_PROBLEM TO SOLVE_
Working from the entries below, give again each line from the first through the one containing "automated phases, and", exactly and with nothing else.

_PROVIDED RECORDS_
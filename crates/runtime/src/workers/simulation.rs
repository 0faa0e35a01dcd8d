//! Simulation worker that owns the authoritative [`battle_core::MatchState`].
//!
//! Receives commands from [`crate::RuntimeHandle`], resolves them through
//! [`battle_core::BattleEngine`] one at a time, paces automated phases, and
//! publishes [`BattleEvent`] notifications. Commands that arrive while a
//! phase is being paced wait in the channel, so the engine never sees two
//! mutating calls at once.

use std::time::Duration;

use tokio::sync::{broadcast, mpsc, oneshot};
use tracing::{debug, info, warn};

use battle_core::{
    ActionKind, ActionOutcome, BattleEngine, GameError, MatchState, OpponentPolicy, Rejection,
    UnitId,
};

use crate::api::BattleEvent;
use crate::runtime::PacingConfig;

/// Commands that can be sent to the simulation worker
pub enum Command {
    /// Resolve a player intent, then run the automated phases it unlocks.
    SubmitPlayerAction {
        unit: UnitId,
        target: Option<UnitId>,
        action: ActionKind,
        reply: oneshot::Sender<Result<ActionOutcome, Rejection>>,
    },
    /// Query the current match state (read-only).
    QueryState { reply: oneshot::Sender<MatchState> },
    /// Replace the match with a fresh one.
    Restart { reply: oneshot::Sender<()> },
}

/// Background task that processes battle commands.
pub struct SimulationWorker {
    state: MatchState,
    policy: Box<dyn OpponentPolicy>,
    pacing: PacingConfig,
    command_rx: mpsc::Receiver<Command>,
    event_tx: broadcast::Sender<BattleEvent>,
}

impl SimulationWorker {
    /// Creates a new simulation worker.
    pub fn new(
        state: MatchState,
        policy: Box<dyn OpponentPolicy>,
        pacing: PacingConfig,
        command_rx: mpsc::Receiver<Command>,
        event_tx: broadcast::Sender<BattleEvent>,
    ) -> Self {
        Self {
            state,
            policy,
            pacing,
            command_rx,
            event_tx,
        }
    }

    /// Main worker loop. Exits once every handle is dropped.
    pub async fn run(mut self) {
        while let Some(cmd) = self.command_rx.recv().await {
            self.handle_command(cmd).await;
        }
        debug!(target: "runtime::worker", "command channel closed, simulation worker stopping");
    }

    async fn handle_command(&mut self, cmd: Command) {
        match cmd {
            Command::SubmitPlayerAction {
                unit,
                target,
                action,
                reply,
            } => {
                let result = self.submit_player_action(unit, target, action);
                let resolved = result.is_ok();
                let _ = reply.send(result);

                if resolved {
                    self.after_player_action().await;
                }
            }
            Command::QueryState { reply } => {
                let _ = reply.send(self.state.clone());
            }
            Command::Restart { reply } => {
                self.state.restart();
                info!(
                    target: "runtime::worker",
                    seed = self.state.seed(),
                    "match restarted"
                );
                let _ = self.event_tx.send(BattleEvent::Restarted);
                let _ = reply.send(());
            }
        }
    }

    fn submit_player_action(
        &mut self,
        unit: UnitId,
        target: Option<UnitId>,
        action: ActionKind,
    ) -> Result<ActionOutcome, Rejection> {
        let result =
            BattleEngine::new(&mut self.state).submit_player_action(unit, target, action);

        match &result {
            Ok(outcome) => {
                debug!(
                    target: "runtime::worker",
                    actor = %outcome.actor,
                    action = %action,
                    nonce = outcome.nonce,
                    "player action resolved"
                );
                let _ = self
                    .event_tx
                    .send(BattleEvent::ActionResolved(outcome.clone()));
            }
            Err(rejection) => {
                debug!(
                    target: "runtime::worker",
                    unit = %unit,
                    action = %action,
                    code = rejection.error_code(),
                    severity = rejection.severity().as_str(),
                    error = %rejection,
                    "player action rejected"
                );
                let _ = self.event_tx.send(BattleEvent::Rejected {
                    kind: rejection.kind(),
                });
            }
        }

        result
    }

    /// Announces the new phase and drives automated phases until the player
    /// is up again or the match ends.
    async fn after_player_action(&mut self) {
        if self.announce_match_end() {
            return;
        }
        self.announce_phase();

        while self.state.phase().is_automated() {
            pause(self.pacing.phase_delay).await;
            self.run_automated_phase().await;

            if self.announce_match_end() {
                return;
            }
            self.announce_phase();
        }
    }

    async fn run_automated_phase(&mut self) {
        let Self {
            state,
            policy,
            pacing,
            event_tx,
            ..
        } = self;

        let phase = state.phase();
        let turn = state.turn_number();
        debug!(target: "runtime::worker", phase = %phase, turn, "automated phase started");

        let sequence = match BattleEngine::new(state).advance_automated_phase(&**policy) {
            Ok(sequence) => sequence,
            Err(rejection) => {
                warn!(
                    target: "runtime::worker",
                    phase = %phase,
                    error = %rejection,
                    "automated phase refused"
                );
                return;
            }
        };

        for outcome in sequence {
            debug!(
                target: "runtime::worker",
                actor = %outcome.actor,
                nonce = outcome.nonce,
                special = outcome.effect.is_special(),
                "automated action resolved"
            );
            let _ = event_tx.send(BattleEvent::ActionResolved(outcome));
            pause(pacing.action_delay).await;
        }
    }

    fn announce_phase(&self) {
        let phase = self.state.phase();
        let turn = self.state.turn_number();
        debug!(target: "runtime::worker", phase = %phase, turn, "phase changed");
        let _ = self.event_tx.send(BattleEvent::PhaseChanged { phase, turn });
    }

    /// Publishes the terminal event. Returns true once the match is over.
    fn announce_match_end(&self) -> bool {
        if !self.state.is_over() {
            return false;
        }
        let victory = self.state.is_victory();
        let turn = self.state.turn_number();
        info!(target: "runtime::worker", victory, turn, "match ended");
        let _ = self.event_tx.send(BattleEvent::MatchEnded { victory, turn });
        true
    }
}

async fn pause(delay: Duration) {
    if !delay.is_zero() {
        tokio::time::sleep(delay).await;
    }
}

_SOLUTION FOR THIS EXERCISE_
filename crates/runtime/src/workers/simulation.rs
repository 0faa0e35a01dcd8d
//! Simulation worker that owns the authoritative [`battle_core::MatchState`].
//!
//! Receives commands from [`crate::RuntimeHandle`], resolves them through
//! [`battle_core::BattleEngine`] one at a time, paces automated phases, and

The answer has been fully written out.